Through Sun 11/20
Basketball at Playhouse Square? You better believe it. Lauren Yee’s intriguing The Great Leap, now at the Cleveland Play House, centers around unexpected consequences tied to international basketball “friendship games.”
Sporting arenas are not a usual choice for CPH dramatic stages, usually dedicated to drawing rooms, street scenes or dystopian futures. But San Francisco native Yee’s thoughtful drama in the hands of CPH directors and designers is a winner.
Entering the Outcalt Theatre it was easy to think we were at a basketball game. Two realistic hoops framed a “basketball court” stage and we, the audience, played our part as we filled the stands. Bravo to scenic designer Yu Shibagaki and lighting designer Michael Boll for a vital assist to our imaginations. (The set was so realistic that an announcement before the show informed us that the two exit doors behind the backboard were fake.)
Yee once quipped in an interview that her plays “tend to be comedies, until they are not.” The Great Leap demonstrates that truth. Funny, then tragic, it’s about universal subjects — revolution, conformity, and responsibility — as well as taking chances, both in sports and in life. For almost two hours (with one intermission), we watch as four characters negotiate choices and — yes — take great leaps.
The play (set in 1989 and 1971) weaves a drama about ways Chinese and American relations affect individuals rather than nations. Historically, China and the United States took part in “friendship games.” The Great Leap details events in 1971 when an American basketball coach, Saul, is sent to advise Chinese teams. He meets Chinese coach (and Communist Party operative) Wen Chang, and we observe their comedic interaction as Chang attempts to follow Saul’s English. The two talk about sports and sex. (Is sex really the universal language? Maybe.)
Saul returns to China in 1989, this time taking a 17-year-old San Francisco player, Manford. Manford’s cautious aunt Connie has failed to dissuade him from travelling to China.

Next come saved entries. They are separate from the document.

use crate::coords::Transform;
use crate::paint::Material;

use super::Shape;

/// Renderer-agnostic mesh descriptor: what to draw, where, and how.
///
/// `transform` is relative to the scene root. Shapes are defined in their own local
/// frame (see [`Shape`]) and placed by this transform.
#[derive(Debug, Clone, PartialEq)]
pub struct MeshCmd {
    pub shape: Shape,
    pub transform: Transform,
    pub material: Material,
}

impl MeshCmd {
    #[inline]
    pub fn new(shape: Shape, transform: Transform, material: Material) -> Self {
        Self { shape, transform, material }
    }
}
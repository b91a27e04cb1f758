use chrono::Timelike;

use crate::error::FaceError;

/// Time of day a frame depicts, in 24-hour form.
///
/// Sampled fresh from a time source every step and never cached across frames.
#[derive(Debug, Copy, Clone, Eq, PartialEq, Hash)]
pub struct TimeSample {
    pub hours: u32,
    pub minutes: u32,
    pub seconds: u32,
}

impl TimeSample {
    /// Validated constructor.
    pub fn new(hours: u32, minutes: u32, seconds: u32) -> Result<Self, FaceError> {
        let sample = Self { hours, minutes, seconds };
        sample.validate()?;
        Ok(sample)
    }

    /// Checks `hours < 24`, `minutes < 60`, `seconds < 60`.
    pub fn validate(&self) -> Result<(), FaceError> {
        check("hours", self.hours, 24)?;
        check("minutes", self.minutes, 60)?;
        check("seconds", self.seconds, 60)
    }

    /// Same minute and second, hours shifted by `offset` and wrapped into `0..24`.
    pub fn offset_hours(self, offset: i32) -> Self {
        let hours = (self.hours as i64 + offset as i64).rem_euclid(24) as u32;
        Self { hours, ..self }
    }
}

fn check(field: &'static str, value: u32, limit: u32) -> Result<(), FaceError> {
    if value < limit {
        Ok(())
    } else {
        Err(FaceError::InvalidTimeSample { field, value, limit })
    }
}

impl<T: Timelike> From<&T> for TimeSample {
    /// Drops sub-second precision. Leap seconds still report `second() == 59`.
    fn from(time: &T) -> Self {
        Self {
            hours: time.hour(),
            minutes: time.minute(),
            seconds: time.second(),
        }
    }
}
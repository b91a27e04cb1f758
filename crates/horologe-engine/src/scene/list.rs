use crate::coords::Transform;

use super::{Layer, MeshCmd, SceneSink, SortKey};

/// Stable handle to a mesh recorded in a [`MeshList`].
///
/// Handles stay valid for the life of the list; they are plain indices and carry no
/// borrow, so a builder can return them and an animator can use them later.
#[derive(Debug, Copy, Clone, Eq, PartialEq, Hash, Ord, PartialOrd)]
pub struct MeshHandle(u32);

impl MeshHandle {
    #[inline]
    pub const fn index(self) -> usize {
        self.0 as usize
    }
}

/// A single recorded mesh: sort key + descriptor.
#[derive(Debug, Clone, PartialEq)]
pub struct MeshItem {
    pub key: SortKey,
    pub cmd: MeshCmd,
}

/// Retained mesh stream for a scene.
///
/// Unlike an immediate-mode draw list, items persist across frames: the static parts
/// are recorded once and movable parts are rewritten through their [`MeshHandle`].
///
/// Performance characteristics:
/// - `push()` is O(1)
/// - transform updates are O(1) and do not invalidate paint order
/// - paint-order iteration reuses an internal index buffer
#[derive(Debug, Default, Clone)]
pub struct MeshList {
    items: Vec<MeshItem>,
    next_order: u32,

    sorted_indices: Vec<usize>,
    sorted_dirty: bool,
}

impl MeshList {
    #[inline]
    pub fn new() -> Self {
        Self::default()
    }

    #[inline]
    pub fn len(&self) -> usize {
        self.items.len()
    }

    #[inline]
    pub fn is_empty(&self) -> bool {
        self.items.is_empty()
    }

    /// Returns items in insertion order.
    #[inline]
    pub fn items(&self) -> &[MeshItem] {
        &self.items
    }

    /// Records a mesh on `layer` and returns its handle.
    pub fn push(&mut self, layer: Layer, cmd: MeshCmd) -> MeshHandle {
        let handle = MeshHandle(self.items.len() as u32);
        let order = self.next_order;
        self.next_order = self.next_order.wrapping_add(1);

        self.items.push(MeshItem {
            key: SortKey::new(layer, order),
            cmd,
        });

        self.sorted_dirty = true;
        handle
    }

    #[inline]
    pub fn get(&self, handle: MeshHandle) -> Option<&MeshItem> {
        self.items.get(handle.index())
    }

    /// Overwrites the transform of a recorded mesh.
    ///
    /// Returns `false` if the handle does not belong to this list.
    #[inline]
    pub fn set_transform(&mut self, handle: MeshHandle, transform: Transform) -> bool {
        match self.items.get_mut(handle.index()) {
            Some(item) => {
                item.cmd.transform = transform;
                true
            }
            None => false,
        }
    }

    /// Iterates `(handle, item)` pairs in paint order without cloning descriptors.
    pub fn iter_in_paint_order(&mut self) -> impl Iterator<Item = (MeshHandle, &MeshItem)> {
        if self.sorted_dirty {
            self.rebuild_sorted_indices();
        }

        self.sorted_indices
            .iter()
            .map(|&i| (MeshHandle(i as u32), &self.items[i]))
    }

    /// Submits every item to `sink` in paint order.
    pub fn submit_to(&mut self, sink: &mut dyn SceneSink) {
        for (handle, item) in self.iter_in_paint_order() {
            sink.submit(handle, item);
        }
    }

    fn rebuild_sorted_indices(&mut self) {
        self.sorted_indices.clear();
        self.sorted_indices.extend(0..self.items.len());

        // SortKey includes insertion order, so the sort is total and stable.
        self.sorted_indices
            .sort_by(|&a, &b| self.items[a].key.cmp(&self.items[b].key));

        self.sorted_dirty = false;
    }
}
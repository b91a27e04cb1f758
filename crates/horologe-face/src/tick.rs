//! Minute tick layout.
//!
//! Tick `i` sits along clock direction `θ(i) = π·i/30`. Its center is pulled in from
//! the rim by half its own length, so the outer edge of every tick, major or minor,
//! lies exactly on the body's rim.

use core::f32::consts::PI;

use horologe_engine::coords::{clock_point, Quat, Transform};

use crate::config::ClockConfig;

pub const TICK_COUNT: u32 = 60;

/// Every fifth tick is a major (five-minute) tick.
pub const MAJOR_EVERY: u32 = 5;

/// Size ratio of major to minor ticks, applied to both width and length.
pub const MAJOR_SCALE: f32 = 2.0;

/// Clock direction of tick `index`: radians clockwise from 12 o'clock.
#[inline]
pub fn tick_direction(index: u32) -> f32 {
    index as f32 * PI / 30.0
}

/// Rotation of tick `index` about the face normal: `−index·π/30`.
///
/// Periodic in 60 (mod 2π).
#[inline]
pub fn tick_angle(index: u32) -> f32 {
    -tick_direction(index)
}

#[derive(Debug, Copy, Clone, PartialEq)]
pub struct TickMark {
    pub index: u32,
    pub is_major: bool,
    /// The 12 o'clock tick, drawn in the accent color.
    pub is_accent: bool,
    /// Rotation about the face normal (see [`tick_angle`]).
    pub angle: f32,
    pub width: f32,
    pub length: f32,
}

impl TickMark {
    pub fn new(index: u32, config: &ClockConfig) -> Self {
        let is_major = index % MAJOR_EVERY == 0;
        let scale = if is_major { MAJOR_SCALE } else { 1.0 };
        Self {
            index,
            is_major,
            is_accent: index % TICK_COUNT == 0,
            angle: tick_angle(index),
            width: config.tick_width * scale,
            length: config.tick_length * scale,
        }
    }

    /// Distance from the face center to the tick's center.
    #[inline]
    pub fn center_radius(&self, body_radius: f32) -> f32 {
        body_radius - self.length * 0.5
    }

    /// Face-local placement of the tick plate (long axis local +Y turned radial).
    pub fn local_transform(&self, body_radius: f32) -> Transform {
        let center = clock_point(tick_direction(self.index), self.center_radius(body_radius));
        Transform::from_translation(center.extend(0.0)).with_rotation(Quat::from_rotation_z(self.angle))
    }
}

/// The 60 ticks of one face, in index order.
pub fn tick_marks(config: &ClockConfig) -> impl Iterator<Item = TickMark> + '_ {
    (0..TICK_COUNT).map(move |i| TickMark::new(i, config))
}
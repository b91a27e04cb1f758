//! Paint model shared between scene construction and sinks.
//!
//! Scope:
//! - color representation (linear premultiplied alpha)
//! - per-mesh material switches (depth test, sidedness, flat shading)
//!
//! Geometry types remain in `coords`.

pub mod color;
pub mod material;

pub use color::Color;
pub use material::Material;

Perhaps she was right to worry since the impulsive Manford gets lost in Beijing’s Tiananmen Square during the height of the protests there, demonstrations which the Chinese government brutally put down. International complications ensue that directly affect both Manford and Wen Chang.
Director Esther Jun makes such fine use of the actors, it’s easy to forget there are only four. Eric Cheung’s Manford looked and acted like a seventeen-year-old athlete and superstar. As the American Coach Saul, David Mason projected an appropriately brusk energy, an energy anyone in charge of teens might relate to. Reuben Uy’s Wen Chang movingly showed the toll eighteen years of government service can take. Amanda Kuo, as Manford’s older cousin, effectively represented essential family connections.
Bottom Line: Based in part (though not directly) on the playwright’s family history, The Great Leap shares a story to ponder long after the play ends. While it may sound as if it’s about sports (and it is, in a way), it’s far more ambitious as it touches on life’s meaning, purpose, and chances we take. Well- played, CPT, well-played.